Debt Snowball Calculator
How it works
Lists your debts from smallest to largest balance and shows how much you'll pay each month if you tackle them in order, rolling each freed-up minimum payment into the next debt. Popularized by Dave Ramsey as a behavioral-finance approach.
When to use it
Use this when you have multiple debts and need motivation. The snowball method gives you fast wins by killing small balances first, even though the avalanche method (highest-rate first) saves slightly more in interest.
Common mistakes
Picking snowball when you have one giant high-rate debt (like a 24% APR credit card) and several small low-rate debts. In that case, avalanche almost always wins by a meaningful margin.
How the debt snowball works
List every debt with balance, minimum payment, and APR. Sort by balance, smallest first. Pay minimums on everything except the smallest debt — throw every spare dollar at that one until it's gone. Once it's paid off, take the entire payment you were making (minimum + extra) and apply it on top of the next smallest debt's minimum. Each payoff frees up a bigger 'snowball' for the next debt. The math at the end is the same regardless of order, but psychology matters: each completed payoff is a win that reinforces the habit.
Snowball vs. avalanche
Pure mathematics says pay highest-APR first (the avalanche method). On a typical credit-card-heavy debt list, avalanche saves $100-$1,000 in interest over 2-4 years vs. snowball. But research from Northwestern's Kellogg School and others suggests snowball borrowers stick with the plan more often — and the best plan is the one you actually finish. If your highest-APR debt is also your smallest balance, both methods agree. Otherwise, pick snowball if you've previously bailed on debt plans, avalanche if you're a numbers person who needs no extra motivation.
Common mistakes
- Continuing to add to debt. Cutting up cards or freezing them is non-negotiable. The snowball doesn't work if balances are still growing.
- Stopping after the first big win. The first payoff feels great. Then life happens. Keep the same payment amount flowing — don't 'reward' yourself by reabsorbing it into lifestyle.
- Ignoring the emergency fund. Save $1,000-$2,000 first. Otherwise the next car repair or medical bill goes back on a card and undoes the work.

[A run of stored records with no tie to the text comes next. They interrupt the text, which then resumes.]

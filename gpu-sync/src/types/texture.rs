//! Image types and descriptors.

use bitflags::bitflags;

use crate::error::{GraphicsError, GraphicsResult};

/// 3D extent in texels.
#[derive(Debug, Clone, Copy, PartialEq, Eq, Hash)]
pub struct Extent3d {
    /// Width in texels.
    pub width: u32,
    /// Height in texels.
    pub height: u32,
    /// Depth in texels (1 for 2D images).
    pub depth: u32,
}

impl Default for Extent3d {
    fn default() -> Self {
        Self::new_2d(1, 1)
    }
}

impl Extent3d {
    /// Create a new 2D extent.
    pub fn new_2d(width: u32, height: u32) -> Self {
        Self {
            width,
            height,
            depth: 1,
        }
    }

    /// Create a new 3D extent.
    pub fn new_3d(width: u32, height: u32, depth: u32) -> Self {
        Self {
            width,
            height,
            depth,
        }
    }

    /// Extent of the given mip level, clamped to one texel per axis.
    pub fn mip_level(self, level: u32) -> Self {
        Self {
            width: (self.width >> level).max(1),
            height: (self.height >> level).max(1),
            depth: (self.depth >> level).max(1),
        }
    }

    /// Number of texels.
    pub fn texel_count(self) -> u64 {
        self.width as u64 * self.height as u64 * self.depth as u64
    }

    /// Returns true if any axis is zero.
    pub fn is_empty(self) -> bool {
        self.width == 0 || self.height == 0 || self.depth == 0
    }

    /// Maximum mip chain length for this extent.
    pub fn max_mip_levels(self) -> u32 {
        let largest = self.width.max(self.height).max(self.depth).max(1);
        32 - largest.leading_zeros()
    }
}

/// Image format enumeration.
#[derive(Debug, Clone, Copy, PartialEq, Eq, Hash, Default)]
#[non_exhaustive]
pub enum TextureFormat {
    /// 8-bit red channel, unsigned normalized.
    R8Unorm,
    /// 8-bit RG channels, unsigned normalized.
    Rg8Unorm,
    /// 16-bit red channel, float.
    R16Float,
    /// 32-bit red channel, float.
    R32Float,
    /// 32-bit red channel, unsigned integer.
    R32Uint,
    /// 8-bit RGBA channels, unsigned normalized.
    #[default]
    Rgba8Unorm,
    /// 8-bit RGBA channels, sRGB.
    Rgba8UnormSrgb,
    /// 8-bit BGRA channels, unsigned normalized.
    Bgra8Unorm,
    /// 8-bit BGRA channels, sRGB.
    Bgra8UnormSrgb,
    /// 16-bit RGBA channels, float.
    Rgba16Float,
    /// 32-bit RGBA channels, float.
    Rgba32Float,
    /// 16-bit depth.
    Depth16Unorm,
    /// 32-bit depth, float.
    Depth32Float,
    /// 24-bit depth with 8-bit stencil.
    Depth24PlusStencil8,
    /// 32-bit depth float with 8-bit stencil.
    Depth32FloatStencil8,
}

impl TextureFormat {
    /// Returns true if this is a depth or stencil format.
    pub fn is_depth_stencil(&self) -> bool {
        matches!(
            self,
            Self::Depth16Unorm
                | Self::Depth32Float
                | Self::Depth24PlusStencil8
                | Self::Depth32FloatStencil8
        )
    }

    /// Returns true if this format has a stencil component.
    pub fn has_stencil(&self) -> bool {
        matches!(self, Self::Depth24PlusStencil8 | Self::Depth32FloatStencil8)
    }

    /// Returns the size in bytes per texel.
    pub fn block_size(&self) -> u32 {
        match self {
            Self::R8Unorm => 1,
            Self::Rg8Unorm | Self::R16Float | Self::Depth16Unorm => 2,
            Self::R32Float
            | Self::R32Uint
            | Self::Rgba8Unorm
            | Self::Rgba8UnormSrgb
            | Self::Bgra8Unorm
            | Self::Bgra8UnormSrgb
            | Self::Depth32Float
            | Self::Depth24PlusStencil8 => 4,
            Self::Rgba16Float | Self::Depth32FloatStencil8 => 8,
            Self::Rgba32Float => 16,
        }
    }

    /// Aspects a barrier on this format must name.
    pub fn aspect(&self) -> ImageAspect {
        if self.has_stencil() {
            ImageAspect::DEPTH | ImageAspect::STENCIL
        } else if self.is_depth_stencil() {
            ImageAspect::DEPTH
        } else {
            ImageAspect::COLOR
        }
    }
}

bitflags! {
    /// Image aspects addressed by a barrier or copy.
    #[derive(Debug, Clone, Copy, PartialEq, Eq, Hash)]
    pub struct ImageAspect: u32 {
        const COLOR = 1 << 0;
        const DEPTH = 1 << 1;
        const STENCIL = 1 << 2;
    }
}

bitflags! {
    /// Usage flags for images.
    #[derive(Debug, Clone, Copy, PartialEq, Eq, Hash)]
    pub struct TextureUsage: u32 {
        /// Image can be copied from.
        const COPY_SRC = 1 << 0;
        /// Image can be copied to.
        const COPY_DST = 1 << 1;
        /// Image can be sampled in a shader.
        const TEXTURE_BINDING = 1 << 2;
        /// Image can be used as a storage image.
        const STORAGE_BINDING = 1 << 3;
        /// Image can be used as a render attachment.
        const RENDER_ATTACHMENT = 1 << 4;
    }
}

impl Default for TextureUsage {
    fn default() -> Self {
        Self::empty()
    }
}

/// Descriptor for creating an image.
#[derive(Debug, Clone, PartialEq, Eq, Hash)]
pub struct ImageDescriptor {
    /// Debug label for the image.
    pub label: Option<String>,
    /// Size of mip level 0.
    pub size: Extent3d,
    /// Mip level count.
    pub mip_level_count: u32,
    /// Array layer count.
    pub array_layer_count: u32,
    /// Image format.
    pub format: TextureFormat,
    /// Usage flags.
    pub usage: TextureUsage,
}

impl ImageDescriptor {
    /// Create a new single-layer 2D image descriptor.
    pub fn new_2d(width: u32, height: u32, format: TextureFormat, usage: TextureUsage) -> Self {
        Self {
            label: None,
            size: Extent3d::new_2d(width, height),
            mip_level_count: 1,
            array_layer_count: 1,
            format,
            usage,
        }
    }

    /// Set the debug label.
    pub fn with_label(mut self, label: impl Into<String>) -> Self {
        self.label = Some(label.into());
        self
    }

    /// Set the mip level count.
    pub fn with_mip_levels(mut self, count: u32) -> Self {
        self.mip_level_count = count;
        self
    }

    /// Set the array layer count.
    pub fn with_array_layers(mut self, count: u32) -> Self {
        self.array_layer_count = count;
        self
    }

    /// Byte size of one layer of the given mip level, tightly packed.
    pub fn mip_level_size(&self, level: u32) -> u64 {
        self.size.mip_level(level).texel_count() * self.format.block_size() as u64
    }

    /// Check the descriptor describes an image that can exist.
    pub fn validate(&self) -> GraphicsResult<()> {
        if self.size.is_empty() {
            return Err(GraphicsError::InvalidParameter(format!(
                "image extent must be non-zero, got {}x{}x{}",
                self.size.width, self.size.height, self.size.depth
            )));
        }
        if self.array_layer_count == 0 {
            return Err(GraphicsError::InvalidParameter(
                "image must have at least one array layer".to_string(),
            ));
        }
        let max_mips = self.size.max_mip_levels();
        if self.mip_level_count == 0 || self.mip_level_count > max_mips {
            return Err(GraphicsError::InvalidParameter(format!(
                "mip level count {} out of range 1..={max_mips}",
                self.mip_level_count
            )));
        }
        if self.size.depth > 1 && self.array_layer_count > 1 {
            return Err(GraphicsError::InvalidParameter(
                "3D images cannot have array layers".to_string(),
            ));
        }
        Ok(())
    }
}

impl Default for ImageDescriptor {
    fn default() -> Self {
        Self {
            label: None,
            size: Extent3d::default(),
            mip_level_count: 1,
            array_layer_count: 1,
            format: TextureFormat::default(),
            usage: TextureUsage::empty(),
        }
    }
}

Frequently asked questions
Is the debt snowball or avalanche better?
Avalanche saves more money mathematically, especially on high-APR debt. Snowball is more behaviorally sticky for most borrowers. If your debts are similar in size and rate, either works. If you've previously failed at debt plans, choose snowball. If you're disciplined and the rate spread is large, choose avalanche.
Should I pay off debt or save for retirement first?
Always capture any employer 401(k) match first — that's a 50-100% instant return. Beyond the match, prioritize paying off any debt with an APR above 7-8% before adding to retirement. Below that rate, you can do both in parallel.
How long does the debt snowball take?
Most households with $20,000-$50,000 in non-mortgage debt finish in 18-36 months on a moderate snowball. Aggressive snowballs (40%+ of take-home toward debt) can finish in 12-18 months. Inputs that matter most: total balance, average APR, and how much extra above minimums you can throw at it.